De ce fait, chez ces patients, on recommande des traitements symptomatiques, la correction des facteurs de risque par des règles hygiénodiététiques et la surveillance. La surveillance du risque de PR est recommandée sur 1 à 3 ans (période la plus à risque d’évoluer vers une PR), à un rythme adapté sur le niveau de risque évalué (initialement entre 3 et 12 mois) et repose avant tout sur la clinique. Elle pourra ensuite être espacée. Il est important d’apprendre à ces patients à reconnaître les signes justifiant une consultation plus rapide et en particulier l’apparition de gonflement articulaire.
Prise en charge thérapeutique
L’algorithme avec la stratégie thérapeutique est indiqué en figure 2.

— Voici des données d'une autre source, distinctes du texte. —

//! Failure kinds recognized by the backend layer (spec.md §7).

use thiserror::Error;

/// Failure kinds a [`crate::backend::Backend`] can report from `invoke`.
///
/// These map directly onto the dispatcher's bookkeeping: every variant
/// drives either the circuit breaker, the bandit's reward, or both.
#[derive(Debug, Error)]
pub enum BackendError {
    #[error("connect failed: {0}")]
    Connect(String),

    #[error("read/inference timed out")]
    ReadTimeout,

    #[error("stream protocol error: {0}")]
    Protocol(String),

    #[error("http status {status}: {body}")]
    Status { status: u16, body: String },

    #[error("rate limited, retry after {retry_after_secs:?}s")]
    RateLimited { retry_after_secs: Option<u64> },

    #[error("quota exhausted")]
    QuotaExhausted,

    #[error("circuit open")]
    CircuitOpen,

    #[error("response rejected: {0}")]
    InvalidResponse(String),

    #[error("{0}")]
    Other(String),
}

impl BackendError {
    /// Whether this failure should charge the circuit breaker's
    /// consecutive-failure counter (rate-limit/quota have their own gates
    /// and don't also trip the breaker on the first occurrence).
    pub fn counts_against_breaker(&self) -> bool {
        !matches!(self, Self::CircuitOpen)
    }
}
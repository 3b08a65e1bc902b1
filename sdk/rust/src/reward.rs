//! Reward shaping fed back to the dispatcher's bandit (spec.md §4.3,
//! §4.4 "Reward shaping").

/// A small, fixed emoji set used as a quality signal.
const EMOJI_SET: &[char] = &['🙂', '😄', '😂', '🎉', '👍', '🔥', '❤', '😉', '🤖'];

pub struct RewardWeights {
    pub latency_target_secs: f64,
    pub latency_weight: f64,
    pub length_bonus: f64,
    pub punctuation_bonus: f64,
    pub emoji_bonus: f64,
    pub length_threshold: usize,
    pub floor: f64,
}

impl RewardWeights {
    pub fn local() -> Self {
        Self {
            latency_target_secs: 1.0,
            latency_weight: 0.3,
            length_bonus: 0.2,
            punctuation_bonus: 0.1,
            emoji_bonus: 0.15,
            length_threshold: 20,
            floor: 0.1,
        }
    }

    /// Cloud backend uses the same shape with a longer latency target and
    /// lighter quality weights (spec.md §4.4).
    pub fn cloud() -> Self {
        Self {
            latency_target_secs: 2.0,
            latency_weight: 0.3,
            length_bonus: 0.1,
            punctuation_bonus: 0.05,
            emoji_bonus: 0.08,
            length_threshold: 20,
            floor: 0.1,
        }
    }
}

/// Base 1.0, minus a latency penalty capped at the configured weight,
/// plus quality bonuses, floored so a backend is never scored at zero.
pub fn shape(text: &str, latency_secs: f64, weights: &RewardWeights) -> f64 {
    let mut reward = 1.0;

    let latency_penalty = (latency_secs / weights.latency_target_secs).min(1.0) * weights.latency_weight;
    reward -= latency_penalty;

    if text.chars().count() > weights.length_threshold {
        reward += weights.length_bonus;
    }
    if text.contains(['.', '!', '?']) {
        reward += weights.punctuation_bonus;
    }
    if text.chars().any(|c| EMOJI_SET.contains(&c)) {
        reward += weights.emoji_bonus;
    }

    reward.max(weights.floor)
}

#[cfg(test)]
mod tests {
    use super::*;

    #[test]
    fn short_slow_response_is_floored_not_negative() {
        let reward = shape("x", 10.0, &RewardWeights::local());
        assert!(reward >= RewardWeights::local().floor);
    }

    #[test]
    fn long_punctuated_emoji_response_scores_higher() {
        let weights = RewardWeights::local();
        let plain = shape("short", 0.1, &weights);
        let rich = shape("a reasonably long reply with punctuation! 🔥", 0.1, &weights);
        assert!(rich > plain);
    }
}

Les recommandations intègrent les données récentes sur le profil de risque cardiovasculaire et néoplasique des inhibiteurs de Janus kinase. En effet, l’essai ORAL Surveillance a montré un sur-risque d’infections sévères (dose de 10 mg × 2/j) et herpétiques (toutes doses), de néoplasies et de carcinomes cutanés (toutes doses) sous inhibiteurs de JAK. Ceci a conduit les agences américaine et européenne du médicament à émettre une alerte sur la sécurité d’utilisation de ces molécules , aboutissant à des restrictions d’utilisation chez des populations à risque. Plusieurs études observationnelles utilisant des données de registres ou bases de données d’assurances ont apporté des éléments rassurants, sans cependant annuler l’alerte.
Ainsi, en présence de facteurs de risque cardiovasculaire ou néoplasiques marqués, les recommandations du PRAC et du consensus de la SFR (figure 3) devront être respectées et les inhibiteurs de JAK n’être envisagés qu’en l’absence d’alternative thérapeutique.
Suivi et prise en charge en MG
Un dépistage et une évaluation périodique des comorbidités et de leurs facteurs de risque doivent être réalisés, et leur prise en charge organisée de manière coordonnée avec les spécialistes (schéma récapitulatif en figure 4).
La prise en charge doit être associée à des conseils d’hygiène de vie (activité physique régulière, arrêt du tabac, alimentation équilibrée, etc.) et la mise à jour des vaccinations.
Comme proposé par l’EULAR, l’évaluation du risque cardiovasculaire devra au minimum être faite tous les 5 ans. Des recommandations spécifiques sur l’alimentation ont été éditées par la SFR (cf. notre interview des Pr Sellam et Daïen à ce sujet : Quel régime alimentaire en cas de rhumatisme inflammatoire chronique).
Nobile C. Entretien avec le Pr Claire Daien. Polyarthrite rhumatoïde : de nouvelles données bousculent les pratiques. Rev Prat (en ligne) 30 avril 2024.